DATA SUPPLIED Block Start

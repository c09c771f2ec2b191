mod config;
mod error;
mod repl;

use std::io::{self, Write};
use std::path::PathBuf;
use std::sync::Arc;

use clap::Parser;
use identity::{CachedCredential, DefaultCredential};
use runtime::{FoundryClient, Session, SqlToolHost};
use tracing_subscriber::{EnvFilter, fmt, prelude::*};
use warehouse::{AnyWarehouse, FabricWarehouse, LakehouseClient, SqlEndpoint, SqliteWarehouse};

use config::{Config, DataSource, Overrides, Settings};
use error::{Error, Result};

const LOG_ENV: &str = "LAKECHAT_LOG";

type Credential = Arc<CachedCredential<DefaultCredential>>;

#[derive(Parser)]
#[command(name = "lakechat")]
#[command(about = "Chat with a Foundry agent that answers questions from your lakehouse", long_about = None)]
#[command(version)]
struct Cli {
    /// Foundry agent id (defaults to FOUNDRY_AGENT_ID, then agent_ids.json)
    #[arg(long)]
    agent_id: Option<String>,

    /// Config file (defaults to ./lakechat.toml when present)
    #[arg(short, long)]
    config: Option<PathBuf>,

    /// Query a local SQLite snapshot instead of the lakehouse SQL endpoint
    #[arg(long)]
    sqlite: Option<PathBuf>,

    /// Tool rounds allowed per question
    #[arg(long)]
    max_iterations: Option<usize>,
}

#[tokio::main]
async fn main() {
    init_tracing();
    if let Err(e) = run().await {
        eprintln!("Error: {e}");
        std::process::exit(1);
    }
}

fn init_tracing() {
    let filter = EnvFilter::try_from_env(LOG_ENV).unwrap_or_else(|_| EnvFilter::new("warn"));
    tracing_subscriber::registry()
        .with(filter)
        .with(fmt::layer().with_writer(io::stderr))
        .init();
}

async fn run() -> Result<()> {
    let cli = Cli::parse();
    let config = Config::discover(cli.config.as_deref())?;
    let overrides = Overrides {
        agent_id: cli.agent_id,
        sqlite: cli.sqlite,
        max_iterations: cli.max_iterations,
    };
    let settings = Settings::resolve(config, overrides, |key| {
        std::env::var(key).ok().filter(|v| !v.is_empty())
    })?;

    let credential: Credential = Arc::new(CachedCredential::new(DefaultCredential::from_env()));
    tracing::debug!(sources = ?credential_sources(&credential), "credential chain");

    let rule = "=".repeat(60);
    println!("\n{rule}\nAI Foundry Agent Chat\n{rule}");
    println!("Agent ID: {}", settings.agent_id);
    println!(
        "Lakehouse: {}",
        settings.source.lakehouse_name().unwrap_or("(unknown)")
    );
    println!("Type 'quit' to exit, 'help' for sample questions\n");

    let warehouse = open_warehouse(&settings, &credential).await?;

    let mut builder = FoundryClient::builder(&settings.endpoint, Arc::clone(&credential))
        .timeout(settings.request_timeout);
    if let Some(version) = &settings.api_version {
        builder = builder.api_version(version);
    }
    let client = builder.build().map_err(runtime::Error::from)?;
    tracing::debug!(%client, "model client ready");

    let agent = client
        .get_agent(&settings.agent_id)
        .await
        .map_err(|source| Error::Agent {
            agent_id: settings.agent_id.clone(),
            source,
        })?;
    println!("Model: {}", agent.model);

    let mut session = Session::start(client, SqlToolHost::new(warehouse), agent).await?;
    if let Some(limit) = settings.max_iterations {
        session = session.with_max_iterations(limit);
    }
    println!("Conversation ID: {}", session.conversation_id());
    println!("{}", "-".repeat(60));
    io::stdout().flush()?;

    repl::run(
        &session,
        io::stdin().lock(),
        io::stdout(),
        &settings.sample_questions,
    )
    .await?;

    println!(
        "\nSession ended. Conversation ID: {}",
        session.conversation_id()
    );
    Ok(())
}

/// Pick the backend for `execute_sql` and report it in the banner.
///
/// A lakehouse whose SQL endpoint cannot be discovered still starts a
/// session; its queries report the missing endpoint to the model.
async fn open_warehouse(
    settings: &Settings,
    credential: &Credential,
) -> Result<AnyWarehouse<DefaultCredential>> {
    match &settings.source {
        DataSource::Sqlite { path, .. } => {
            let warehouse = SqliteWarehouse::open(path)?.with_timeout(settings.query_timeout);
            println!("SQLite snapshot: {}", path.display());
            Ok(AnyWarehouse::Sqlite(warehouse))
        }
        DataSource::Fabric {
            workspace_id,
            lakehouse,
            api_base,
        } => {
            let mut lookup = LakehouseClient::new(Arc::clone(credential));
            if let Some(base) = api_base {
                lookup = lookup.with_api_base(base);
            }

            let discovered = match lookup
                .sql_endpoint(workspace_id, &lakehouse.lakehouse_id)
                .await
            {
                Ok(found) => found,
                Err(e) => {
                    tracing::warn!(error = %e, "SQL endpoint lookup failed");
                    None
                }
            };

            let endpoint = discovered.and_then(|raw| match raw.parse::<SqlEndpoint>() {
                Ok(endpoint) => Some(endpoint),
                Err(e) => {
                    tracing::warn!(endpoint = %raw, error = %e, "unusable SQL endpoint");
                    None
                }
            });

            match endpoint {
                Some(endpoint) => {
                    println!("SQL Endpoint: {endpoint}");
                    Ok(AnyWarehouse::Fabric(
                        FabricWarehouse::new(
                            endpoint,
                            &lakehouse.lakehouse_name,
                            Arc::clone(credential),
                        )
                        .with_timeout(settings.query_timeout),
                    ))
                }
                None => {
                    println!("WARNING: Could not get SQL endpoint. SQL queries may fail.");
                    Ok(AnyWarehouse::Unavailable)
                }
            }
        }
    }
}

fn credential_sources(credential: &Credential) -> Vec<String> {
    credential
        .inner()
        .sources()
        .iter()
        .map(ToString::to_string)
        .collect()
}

DATA SUPPLIED Block End

EXERCISE: Check every line of the data above for the string "SqlEndpoint", and copy those that have it.

SOLUTION TO THIS EXERCISE:
use warehouse::{AnyWarehouse, FabricWarehouse, LakehouseClient, SqlEndpoint, SqliteWarehouse};
            let endpoint = discovered.and_then(|raw| match raw.parse::<SqlEndpoint>() {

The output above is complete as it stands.